G1 Running Policy Family¶
This experiment family extends Unitree's base G1 29DOF velocity task into progressively faster forward locomotion tasks without modifying the upstream walking task.
| Variant | Task ID | Config | Notes |
|---|---|---|---|
| Running | Unitree-G1-29dof-Running |
running_env_cfg.py |
First running task.
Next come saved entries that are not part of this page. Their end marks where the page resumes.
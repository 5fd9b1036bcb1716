//! Conversions between model space (root-relative, as held by the store) and
//! local space (parent-relative, as cached on each bone).
//!
//! Scale is deliberately not part of either conversion: composing scale down
//! the chain would compound into shear across generations, so every bone's
//! scale stands alone and only rides along unchanged.

use transform_store::Transform;

/// Converts a parent-relative transform into model space by applying the
/// parent's model-space rotation and translation.
pub fn local_to_model(local: &Transform, parent: &Transform) -> Transform {
    let parent_rotation = parent.rotation.normalize();
    Transform {
        position: parent.position + parent_rotation * local.position,
        rotation: (parent_rotation * local.rotation).normalize(),
        scale: local.scale,
    }
}

/// Converts a model-space transform into the parent-relative space of
/// `parent` by un-applying the parent's rotation and translation.
pub fn model_to_local(model: &Transform, parent: &Transform) -> Transform {
    let inverse = parent.rotation.normalize().inverse();
    Transform {
        position: inverse * (model.position - parent.position),
        rotation: (inverse * model.rotation.normalize()).normalize(),
        scale: model.scale,
    }
}
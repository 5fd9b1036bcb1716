//! Bone name resolution: legacy pose-file names to canonical skeleton names,
//! and hairstyle aliases that pick whichever generated hair bone the current
//! model actually has.

use ahash::HashMap;

/// One hairstyle alias: match generated hair bones by suffix, fall back to a
/// fixed standard bone when the hairstyle has none.
#[derive(Clone, Copy, Debug)]
pub struct HairAlias {
    pub suffix: &'static str,
    pub fallback: Option<&'static str>,
}

/// Name lookup tables, built once per skeleton.
pub struct NameResolver {
    legacy_to_modern: HashMap<&'static str, &'static str>,
    hair_aliases: HashMap<&'static str, HairAlias>,
}

impl Default for NameResolver {
    fn default() -> Self {
        Self::new()
    }
}

impl NameResolver {
    pub fn new() -> Self {
        let mut legacy_to_modern = HashMap::default();
        for (legacy, modern) in LEGACY_TO_MODERN {
            legacy_to_modern.insert(*legacy, *modern);
        }

        let mut hair_aliases = HashMap::default();
        for (name, suffix, fallback) in HAIR_ALIASES {
            hair_aliases.insert(
                *name,
                HairAlias {
                    suffix,
                    fallback: *fallback,
                },
            );
        }

        Self {
            legacy_to_modern,
            hair_aliases,
        }
    }

    /// Canonical name for `name`: the mapped modern name for a legacy name,
    /// otherwise `name` itself.
    pub fn modern<'a>(&self, name: &'a str) -> &'a str {
        match self.legacy_to_modern.get(name) {
            Some(modern) => modern,
            None => name,
        }
    }

    /// The hairstyle alias registered under `name`, if any.
    pub fn hair_alias(&self, name: &str) -> Option<HairAlias> {
        self.hair_aliases.get(name).copied()
    }
}

/// Whether `name` is a generated hair bone (`j_ex_h<4 digits>_ke_<suffix>`)
/// carrying the given suffix.
pub fn matches_hair_pattern(name: &str, suffix: &str) -> bool {
    let Some(rest) = name.strip_prefix("j_ex_h") else {
        return false;
    };
    let digits = rest.as_bytes();
    if digits.len() < 4 || !digits[..4].iter().all(|b| b.is_ascii_digit()) {
        return false;
    }
    match rest[4..].strip_prefix("_ke_") {
        Some(tail) => tail.starts_with(suffix),
        None => false,
    }
}

const HAIR_ALIASES: &[(&str, &str, Option<&str>)] = &[
    ("HairAutoFrontLeft", "l", Some("j_kami_f_l")), // hair, front left
    ("HairAutoFrontRight", "r", Some("j_kami_f_r")), // hair, front right
    ("HairAutoA", "a", Some("j_kami_a")),           // hair, back up
    ("HairAutoB", "b", Some("j_kami_b")),           // hair, back down
    ("HairFront", "f", None),
];

const LEGACY_TO_MODERN: &[(&str, &str)] = &[
    // Body
    ("Root", "n_root"),
    ("Abdomen", "n_hara"),
    ("Throw", "n_throw"),
    ("Waist", "j_kosi"),
    ("SpineA", "j_sebo_a"),
    ("LegLeft", "j_asi_a_l"),
    ("LegRight", "j_asi_a_r"),
    ("HolsterLeft", "j_buki2_kosi_l"),
    ("HolsterRight", "j_buki2_kosi_r"),
    ("SheatheLeft", "j_buki_kosi_l"),
    ("SheatheRight", "j_buki_kosi_r"),
    ("SpineB", "j_sebo_b"),
    ("ClothBackALeft", "j_sk_b_a_l"),
    ("ClothBackARight", "j_sk_b_a_r"),
    ("ClothFrontALeft", "j_sk_f_a_l"),
    ("ClothFrontARight", "j_sk_f_a_r"),
    ("ClothSideALeft", "j_sk_s_a_l"),
    ("ClothSideARight", "j_sk_s_a_r"),
    ("KneeLeft", "j_asi_b_l"),
    ("KneeRight", "j_asi_b_r"),
    ("BreastLeft", "j_mune_l"),
    ("BreastRight", "j_mune_r"),
    ("SpineC", "j_sebo_c"),
    ("ClothBackBLeft", "j_sk_b_b_l"),
    ("ClothBackBRight", "j_sk_b_b_r"),
    ("ClothFrontBLeft", "j_sk_f_b_l"),
    ("ClothFrontBRight", "j_sk_f_b_r"),
    ("ClothSideBLeft", "j_sk_s_b_l"),
    ("ClothSideBRight", "j_sk_s_b_r"),
    ("CalfLeft", "j_asi_c_l"),
    ("CalfRight", "j_asi_c_r"),
    ("ScabbardLeft", "j_buki_sebo_l"),
    ("ScabbardRight", "j_buki_sebo_r"),
    ("Neck", "j_kubi"),
    ("ClavicleLeft", "j_sako_l"),
    ("ClavicleRight", "j_sako_r"),
    ("ClothBackCLeft", "j_sk_b_c_l"),
    ("ClothBackCRight", "j_sk_b_c_r"),
    ("ClothFrontCLeft", "j_sk_f_c_l"),
    ("ClothFrontCRight", "j_sk_f_c_r"),
    ("ClothSideCLeft", "j_sk_s_c_l"),
    ("ClothSideCRight", "j_sk_s_c_r"),
    ("PoleynLeft", "n_hizasoubi_l"),
    ("PoleynRight", "n_hizasoubi_r"),
    ("FootLeft", "j_asi_d_l"),
    ("FootRight", "j_asi_d_r"),
    ("Head", "j_kao"),
    ("ArmLeft", "j_ude_a_l"),
    ("ArmRight", "j_ude_a_r"),
    ("PauldronLeft", "n_kataarmor_l"),
    ("PauldronRight", "n_kataarmor_r"),
    ("ToesLeft", "j_asi_e_l"),
    ("ToesRight", "j_asi_e_r"),
    ("HairA", "j_kami_a"),
    ("HairFrontLeft", "j_kami_f_l"),
    ("HairFrontRight", "j_kami_f_r"),
    ("EarLeft", "j_mimi_l"),
    ("EarRight", "j_mimi_r"),
    ("ForearmLeft", "j_ude_b_l"),
    ("ForearmRight", "j_ude_b_r"),
    ("ShoulderLeft", "n_hkata_l"),
    ("ShoulderRight", "n_hkata_r"),
    ("HairB", "j_kami_b"),
    ("HandLeft", "j_te_l"),
    ("HandRight", "j_te_r"),
    ("ShieldLeft", "n_buki_tate_l"),
    ("ShieldRight", "n_buki_tate_r"),
    ("EarringALeft", "n_ear_a_l"),
    ("EarringARight", "n_ear_a_r"),
    ("ElbowLeft", "n_hhiji_l"),
    ("ElbowRight", "n_hhiji_r"),
    ("CouterLeft", "n_hijisoubi_l"),
    ("CouterRight", "n_hijisoubi_r"),
    ("WristLeft", "n_hte_l"),
    ("WristRight", "n_hte_r"),
    ("IndexALeft", "j_hito_a_l"),
    ("IndexARight", "j_hito_a_r"),
    ("PinkyALeft", "j_ko_a_l"),
    ("PinkyARight", "j_ko_a_r"),
    ("RingALeft", "j_kusu_a_l"),
    ("RingARight", "j_kusu_a_r"),
    ("MiddleALeft", "j_naka_a_l"),
    ("MiddleARight", "j_naka_a_r"),
    ("ThumbALeft", "j_oya_a_l"),
    ("ThumbARight", "j_oya_a_r"),
    ("WeaponLeft", "n_buki_l"),
    ("WeaponRight", "n_buki_r"),
    ("EarringBLeft", "n_ear_b_l"),
    ("EarringBRight", "n_ear_b_r"),
    ("IndexBLeft", "j_hito_b_l"),
    ("IndexBRight", "j_hito_b_r"),
    ("PinkyBLeft", "j_ko_b_l"),
    ("PinkyBRight", "j_ko_b_r"),
    ("RingBLeft", "j_kusu_b_l"),
    ("RingBRight", "j_kusu_b_r"),
    ("MiddleBLeft", "j_naka_b_l"),
    ("MiddleBRight", "j_naka_b_r"),
    ("ThumbBLeft", "j_oya_b_l"),
    ("ThumbBRight", "j_oya_b_r"),
    ("TailA", "n_sippo_a"),
    ("TailB", "n_sippo_b"),
    ("TailC", "n_sippo_c"),
    ("TailD", "n_sippo_d"),
    ("TailE", "n_sippo_e"),
    // Head
    ("RootHead", "j_kao"),
    ("Jaw", "j_ago"),
    ("EyelidLowerLeft", "j_f_dmab_l"),
    ("EyelidLowerRight", "j_f_dmab_r"),
    ("EyeLeft", "j_f_eye_l"),
    ("EyeRight", "j_f_eye_r"),
    ("Nose", "j_f_hana"),
    ("CheekLeft", "j_f_hoho_l"),
    ("CheekRight", "j_f_hoho_r"),
    ("LipsLeft", "j_f_lip_l"),
    ("LipsRight", "j_f_lip_r"),
    ("EyebrowLeft", "j_f_mayu_l"),
    ("EyebrowRight", "j_f_mayu_r"),
    ("Bridge", "j_f_memoto"),
    ("BrowLeft", "j_f_miken_l"),
    ("BrowRight", "j_f_miken_r"),
    ("LipUpperA", "j_f_ulip_a"),
    ("EyelidUpperLeft", "j_f_umab_l"),
    ("EyelidUpperRight", "j_f_umab_r"),
    ("LipLowerA", "j_f_dlip_a"),
    ("LipUpperB", "j_f_ulip_b"),
    ("LipLowerB", "j_f_dlip_b"),
    // Rabbit ears
    ("VieraEar01ALeft", "j_zera_a_l"),
    ("VieraEar01ARight", "j_zera_a_r"),
    ("VieraEar01BLeft", "j_zera_b_l"),
    ("VieraEar01BRight", "j_zera_b_r"),
    ("VieraEar02ALeft", "j_zerb_a_l"),
    ("VieraEar02ARight", "j_zerb_a_r"),
    ("VieraEar02BLeft", "j_zerb_b_l"),
    ("VieraEar02BRight", "j_zerb_b_r"),
    ("VieraEar03ALeft", "j_zerc_a_l"),
    ("VieraEar03ARight", "j_zerc_a_r"),
    ("VieraEar03BLeft", "j_zerc_b_l"),
    ("VieraEar03BRight", "j_zerc_b_r"),
    ("VieraEar04ALeft", "j_zerd_a_l"),
    ("VieraEar04ARight", "j_zerd_a_r"),
    ("VieraEar04BLeft", "j_zerd_b_l"),
    ("VieraEar04BRight", "j_zerd_b_r"),
    ("VieraLipLowerA", "j_f_dlip_a"),
    ("VieraLipUpperB", "j_f_ulip_b"),
    ("VieraLipLowerB", "j_f_dlip_b"),
    // Snout faces
    ("HrothWhiskersLeft", "j_f_hige_l"),
    ("HrothWhiskersRight", "j_f_hige_r"),
    ("HrothEyebrowLeft", "j_f_mayu_l"),
    ("HrothEyebrowRight", "j_f_mayu_r"),
    ("HrothBridge", "j_f_memoto"),
    ("HrothBrowLeft", "j_f_miken_l"),
    ("HrothBrowRight", "j_f_miken_r"),
    ("HrothJawUpper", "j_f_uago"),
    ("HrothLipUpper", "j_f_ulip"),
    ("HrothEyelidUpperLeft", "j_f_umab_l"),
    ("HrothEyelidUpperRight", "j_f_umab_r"),
    ("HrothLipsLeft", "n_f_lip_l"),
    ("HrothLipsRight", "n_f_lip_r"),
    ("HrothLipUpperLeft", "n_f_ulip_l"),
    ("HrothLipUpperRight", "n_f_ulip_r"),
    ("HrothLipLower", "j_f_dlip"),
];

#[cfg(test)]
mod tests {
    use super::*;

    #[test]
    fn legacy_names_map_to_modern() {
        let resolver = NameResolver::new();
        assert_eq!(resolver.modern("Root"), "n_root");
        assert_eq!(resolver.modern("Head"), "j_kao");
        assert_eq!(resolver.modern("ArmLeft"), "j_ude_a_l");
        assert_eq!(resolver.modern("TailE"), "n_sippo_e");
    }

    #[test]
    fn modern_names_pass_through() {
        let resolver = NameResolver::new();
        assert_eq!(resolver.modern("j_kosi"), "j_kosi");
        assert_eq!(resolver.modern("no_such_bone"), "no_such_bone");
    }

    #[test]
    fn hair_aliases_carry_suffix_and_fallback() {
        let resolver = NameResolver::new();
        let alias = resolver.hair_alias("HairAutoA").unwrap();
        assert_eq!(alias.suffix, "a");
        assert_eq!(alias.fallback, Some("j_kami_a"));

        let front = resolver.hair_alias("HairFront").unwrap();
        assert_eq!(front.suffix, "f");
        assert_eq!(front.fallback, None);

        assert!(resolver.hair_alias("j_kami_a").is_none());
    }

    #[test]
    fn hair_pattern_requires_four_digits_and_suffix() {
        assert!(matches_hair_pattern("j_ex_h0123_ke_l", "l"));
        assert!(matches_hair_pattern("j_ex_h2119_ke_f_a", "f"));

        assert!(!matches_hair_pattern("j_ex_h0123_ke_l", "r"));
        assert!(!matches_hair_pattern("j_ex_h012_ke_l", "l"));
        assert!(!matches_hair_pattern("j_ex_h01x3_ke_l", "l"));
        assert!(!matches_hair_pattern("j_ex_h0123_l", "l"));
        assert!(!matches_hair_pattern("j_kami_a", "a"));
    }
}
Changes command range, gait cadence, clearance, and running reward weights. |
| Fast running | Unitree-G1-29dof-Running-Fast |
fast_running_env_cfg.py |
Warm-started from running; increases forward curriculum to 3.0 m/s. |
| Sprint 10 m/s | Unitree-G1-29dof-Sprint-10ms |
sprint_10ms_env_cfg.py |
Paused at model_20500.pt; reached about 7.2 m/s curriculum, but gait still needs tuning. |
| Sprint 10 m/s gait cleanup | Unitree-G1-29dof-Sprint-10ms-Gait |
sprint_10ms_env_cfg.py |
New variant that relaxes waist/hip penalties and gates velocity curriculum on fall/reset stability. |
Shared Setup¶
| Item | Value |
|---|---|
| Base task | Unitree-G1-29dof-Velocity |
| Base config | source/unitree_rl_lab/unitree_rl_lab/tasks/locomotion/robots/g1/29dof/velocity_env_cfg.py |
| Trainer | RSL-RL PPO |
| Robot | Plain G1 29DOF |
| Observation/action interface | Same as the base velocity task |
| Policy observation shape | 480 |
| Policy action shape | 29 joint action targets |
| Full actor-critic checkpoint parameters | 832,571 |
The deployed actor portion of the policy is smaller than the full training checkpoint. The actor network has 414,237 parameters and maps the 480-value policy observation to 29 joint action targets. The critic has 418,305 parameters and is used during PPO training only. The remaining 29 parameters are the learned action standard deviation used for exploration.
Lineage¶
Unitree-G1-29dof-Velocity
-> Unitree-G1-29dof-Running
-> Unitree-G1-29dof-Running-Fast
-> Unitree-G1-29dof-Sprint-10ms
-> Unitree-G1-29dof-Sprint-10ms-Gait
Each faster variant is a separate task ID and writes to a separate experiment folder under logs/rsl_rl/.
Key Metrics¶
Watch these in TensorBoard:
| Metric | Meaning |
|---|---|
Train/mean_reward |
Overall learning signal; should trend upward |
Train/mean_episode_length |
How long robots survive; higher is better |
Metrics/base_velocity/error_vel_xy |
Forward/lateral velocity tracking error; lower is better |
Curriculum/lin_vel_cmd_levels |
How far the velocity curriculum has expanded |
Curriculum/lin_vel_cmd_stability/failure_rate |
For stability-gated tasks, recent fall-like reset rate |
Episode_Termination/bad_orientation |
Falling/tipping termination; should drop over time |
Use playback before trusting a checkpoint. Good TensorBoard curves can still hide ugly gaits, skating, terrain-edge artifacts, or reward hacking.